From November to March, the temps in Kansas City hover around freezing. There are so many different types of home heating and cooling systems that it can feel overwhelming when researching your next home upgrade. Heating your home is the costliest utility expense for homes in North America making up about 30 percent of all utilities paid annually.

Luckily, maintaining and replacing old equipment with newer energy-efficient models can help decrease these costs significantly.

Shopping for a new heating system is also an opportunity to reduce your home’s carbon footprint for the next 15 or 20 years by switching from fossil fuel to electricity-powered HVAC solutions like electric furnaces, boilers, and heat pumps. Currently, BPU provides Kansas City area residents with electricity that is 48% carbon-free and growing, thanks to investments in wind power.

Different Types of Home Heating Systems

In general, there are three common types of heating systems: boilers & radiant heating, furnaces, and heat pumps.
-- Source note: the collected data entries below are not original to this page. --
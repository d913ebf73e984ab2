//! Property-based fuzz testing library for the agentic economy engine
//!
//! This crate drives the real engine with generated call sequences and
//! checks ledger, settlement, state machine, reputation and selection
//! invariants after every call.
//!
//! # Usage
//!
//! ```bash
//! # Run all property-based tests
//! cargo test --release
//!
//! # Run the fuzz test runner
//! cargo run --release
//!
//! # Run with more iterations
//! PROPTEST_CASES=10000 cargo test --release
//! ```

pub mod arbitrary;
pub mod invariants;
pub mod scenarios;

pub use arbitrary::*;
pub use invariants::*;
pub use scenarios::*;

// Include fuzz targets as test modules
#[cfg(test)]
#[path = "../fuzz_targets/job_lifecycle.rs"]
mod job_lifecycle_tests;

#[cfg(test)]
#[path = "../fuzz_targets/settlement.rs"]
mod settlement_tests;

#[cfg(test)]
#[path = "../fuzz_targets/selection.rs"]
mod selection_tests;

#[cfg(test)]
#[path = "../fuzz_targets/reputation.rs"]
mod reputation_tests;
//! Fuzz target for the payment split
//!
//! Tests invariants:
//! - payout + fee == budget for every budget up to u128::MAX
//! - fee == floor(budget * bps / 10000)
//! - rates above the cap are rejected
//!
//! Run with: cargo test --release -p agentic-economy-fuzz settlement

use crate::*;
use agentic_economy::instructions::settlement_helpers::calculate_fee_split;
use proptest::prelude::*;

proptest! {
    #![proptest_config(ProptestConfig::with_cases(5000))]

    #[test]
    fn fuzz_fee_split(input in any::<SettlementInput>()) {
        let result = simulate_settlement(&input);
        prop_assert_eq!(result, SettlementInvariantResult::Valid, "Input: {:?}", input);
    }

    #[test]
    fn fuzz_fee_is_monotonic_in_rate(
        budget in any::<u128>(),
        low in 0u16..=1000u16,
        high in 0u16..=1000u16,
    ) {
        let (low, high) = (low.min(high), low.max(high));
        let low_fee = calculate_fee_split(budget, low).unwrap().fee;
        let high_fee = calculate_fee_split(budget, high).unwrap().fee;
        prop_assert!(low_fee <= high_fee);
    }
}

#[test]
fn test_every_rate_round_trips() {
    for bps in 0..=1000u16 {
        for budget in [0u128, 1, 9_999, 10_000, 1_000_000_000_000_000_000, u128::MAX] {
            let input = SettlementInput { budget, fee_bps: bps };
            assert_eq!(simulate_settlement(&input), SettlementInvariantResult::Valid, "{input:?}");
        }
    }
}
Boilers and Radiant Heating Systems

Boilers heat water and provide either heated water or steam for heating. Steam is distributed through the house via pipes to steam radiators. Hot water is usually distributed through baseboard radiators. Steam boilers will run at a higher temperature than hot water boilers, and as a result, tend to be less efficient.

Benefits of boilers:

  • More efficient than furnaces.
  • Boiler heat works well for zone heating. If you’re looking to warm one or two rooms specifically, boiler systems can be used to heat separate parts of the house, instead of the whole house.
  • Quieter option. Although the steam in the pipes can make the occasional noise, they’re quieter than furnaces.
  • Electric boilers are not a carbon monoxide hazard and give your home a low carbon footprint.

Negatives of boilers:

  • Higher upfront cost. Boilers can be relatively expensive. However, much of that upfront cost can be recouped via savings in monthly costs later.
  • Combustion boilers (that use natural gas, heating oil, or propane) pose a carbon monoxide risk and release a lot of carbon into the atmosphere.
  • Natural gas and propane prices are on the rise (propane rose 30% in 2021-2022).
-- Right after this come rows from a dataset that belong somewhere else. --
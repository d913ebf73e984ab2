//! Candidate ranking, budget filtering and best-agent selection
//!
//! Shared by `createJobByCategory`, the `getBestAgent` view and the
//! showcase feed so that all three agree on the same ordering.

use std::cmp::Ordering;

use serde::{Deserialize, Serialize};

use crate::state::{Address, AgentProfile, Category, SelectionPolicy};
use crate::utils::serde_amount;

/// Ranking-relevant view of an agent
#[derive(Debug, Clone, PartialEq, Eq, Serialize, Deserialize)]
#[serde(rename_all = "camelCase")]
pub struct RankingEntry {
    pub address: Address,
    pub category: Category,
    #[serde(rename = "baseFeeWei", with = "serde_amount")]
    pub base_fee: u128,
    pub reputation: u8,
}

impl RankingEntry {
    pub fn from_profile(profile: &AgentProfile) -> Option<Self> {
        Some(Self {
            address: profile.address,
            category: profile.category?,
            base_fee: profile.base_fee,
            reputation: profile.reputation,
        })
    }

    /// Reputation per wei of base fee; zero when the fee is zero.
    pub fn efficiency(&self) -> f64 {
        if self.base_fee == 0 {
            0.0
        } else {
            f64::from(self.reputation) / self.base_fee as f64
        }
    }

    pub fn is_affordable(&self, budget: u128) -> bool {
        self.base_fee <= budget
    }
}

/// Exact descending comparison of `reputation / base_fee`.
///
/// A zero fee counts as zero efficiency.
pub fn compare_efficiency_desc(a: &RankingEntry, b: &RankingEntry) -> Ordering {
    match (a.base_fee == 0, b.base_fee == 0) {
        (true, true) => Ordering::Equal,
        (true, false) => {
            if b.reputation == 0 {
                Ordering::Equal
            } else {
                Ordering::Greater
            }
        }
        (false, true) => {
            if a.reputation == 0 {
                Ordering::Equal
            } else {
                Ordering::Less
            }
        }
        (false, false) => {
            // a.rep / a.fee vs b.rep / b.fee  <=>  a.rep * b.fee vs b.rep * a.fee
            let lhs = widening_mul(b.base_fee, a.reputation);
            let rhs = widening_mul(a.base_fee, b.reputation);
            rhs.cmp(&lhs)
        }
    }
}

/// `x * y` as a (high, low) pair that cannot overflow
fn widening_mul(x: u128, y: u8) -> (u128, u64) {
    let y = u128::from(y);
    let low = (x & u128::from(u64::MAX)) * y;
    let high = (x >> 64) * y + (low >> 64);
    (high, low as u64)
}

/// Reputation desc, then base fee asc, then efficiency desc
pub fn compare_quality_first(a: &RankingEntry, b: &RankingEntry) -> Ordering {
    b.reputation
        .cmp(&a.reputation)
        .then_with(|| a.base_fee.cmp(&b.base_fee))
        .then_with(|| compare_efficiency_desc(a, b))
}

/// Efficiency desc, then reputation desc, then base fee asc
pub fn compare_efficiency_first(a: &RankingEntry, b: &RankingEntry) -> Ordering {
    compare_efficiency_desc(a, b)
        .then_with(|| b.reputation.cmp(&a.reputation))
        .then_with(|| a.base_fee.cmp(&b.base_fee))
}

/// Filters `entries` to `category` and stable-sorts them under `policy`.
/// Entries that tie on every key keep their input order.
pub fn rank_candidates<I>(
    entries: I,
    category: Category,
    policy: SelectionPolicy,
) -> Vec<RankingEntry>
where
    I: IntoIterator<Item = RankingEntry>,
{
    let mut ranked: Vec<RankingEntry> = entries
        .into_iter()
        .filter(|entry| entry.category == category)
        .collect();
    match policy {
        SelectionPolicy::QualityFirst => ranked.sort_by(compare_quality_first),
        SelectionPolicy::EfficiencyFirst => ranked.sort_by(compare_efficiency_first),
    }
    ranked
}

/// Keeps candidates whose base fee fits the budget, preserving order
pub fn filter_affordable(ranked: Vec<RankingEntry>, budget: u128) -> Vec<RankingEntry> {
    ranked
        .into_iter()
        .filter(|entry| entry.is_affordable(budget))
        .collect()
}

/// Outcome of ranking plus budget filtering
#[derive(Debug, Clone, PartialEq, Eq)]
pub struct Selection {
    pub category: Category,
    pub budget: u128,
    /// Affordable candidates in ranked order
    pub affordable: Vec<RankingEntry>,
}

impl Selection {
    pub fn best(&self) -> Option<&RankingEntry> {
        self.affordable.first()
    }

    pub fn into_best(self) -> Option<RankingEntry> {
        self.affordable.into_iter().next()
    }
}

pub fn select<I>(entries: I, category: Category, budget: u128, policy: SelectionPolicy) -> Selection
where
    I: IntoIterator<Item = RankingEntry>,
{
    let ranked = rank_candidates(entries, category, policy);
    Selection {
        category,
        budget,
        affordable: filter_affordable(ranked, budget),
    }
}
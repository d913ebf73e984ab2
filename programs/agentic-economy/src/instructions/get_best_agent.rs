//! Read-only best-agent lookup

use crate::errors::Result;
use crate::instructions::selection_helpers::RankingEntry;
use crate::state::Category;
use crate::utils::version::{check_entry_point_available, EntryPoint};
use crate::Economy;

/// `None` means nobody in `category` is affordable; views never force a pick.
pub fn handler(
    economy: &Economy,
    category: Category,
    budget: u128,
) -> Result<Option<RankingEntry>> {
    check_entry_point_available(economy.config.version, EntryPoint::GetBestAgent)?;
    Ok(economy.select_candidates(category, budget).into_best())
}

#[cfg(test)]
mod tests {
    use super::*;
    use crate::errors::EconomyError;
    use crate::test_utils::*;

    #[test]
    fn test_best_agent_and_empty_result() {
        let mut economy = economy();
        register(&mut economy, agent(0x41), Category::ContentGen, 500);
        register(&mut economy, agent(0x42), Category::ContentGen, 300);

        // Equal reputation, lower fee wins
        let best = economy.get_best_agent(Category::ContentGen, 1_000).unwrap().unwrap();
        assert_eq!(best.address, agent(0x42));
        assert_eq!(economy.get_best_agent(Category::ContentGen, 299).unwrap(), None);
        assert_eq!(economy.get_best_agent(Category::DataMining, u128::MAX).unwrap(), None);
    }

    #[test]
    fn test_view_works_during_transfer() {
        let mut economy = economy();
        register(&mut economy, agent(0x41), Category::ContentGen, 500);
        economy.transfer_in_flight = true;
        assert!(economy.get_best_agent(Category::ContentGen, 500).unwrap().is_some());
    }

    #[test]
    fn test_unavailable_on_v1() {
        let economy = economy_v1();
        assert!(matches!(
            economy.get_best_agent(Category::Research, 1),
            Err(EconomyError::UnsupportedEntryPoint { .. })
        ));
    }
}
Related Content: Knowing When You Need Emergency Heating Repairs

Furnace Heating Systems

Furnaces are currently the most common central heating source in America. Furnaces operate by using gas, heating oil, propane, or electricity to heat air, which is then circulated through a duct system that distributes it throughout the house.

Benefits of a furnace:

  • They’re generally the least expensive system to purchase.
  • Electric-powered furnaces are not a carbon monoxide hazard

Negatives of a furnace:

  • Controlled by one central thermostat and cannot be used for zone heating.
  • The blower or fan can be loud and cause disruptions while running.
  • In cold climates, furnaces can cause the air in the house to become very dry and a humidifier may be required to keep comfortable.
  • Furnaces powered by fossil fuels pose a carbon monoxide risk and have a heavy carbon footprint compared to electric furnaces, boilers, and heat pumps.
  • Natural gas and propane prices are on the rise (propane rose 30% in 2021-2022).

Heat Pump Heating Systems 

Electric-powered air-source heat pumps are three times more efficient than gas furnaces and double as your air conditioner. They extract heat from the ambient air, even cold winter air, to heat your home through your ductwork.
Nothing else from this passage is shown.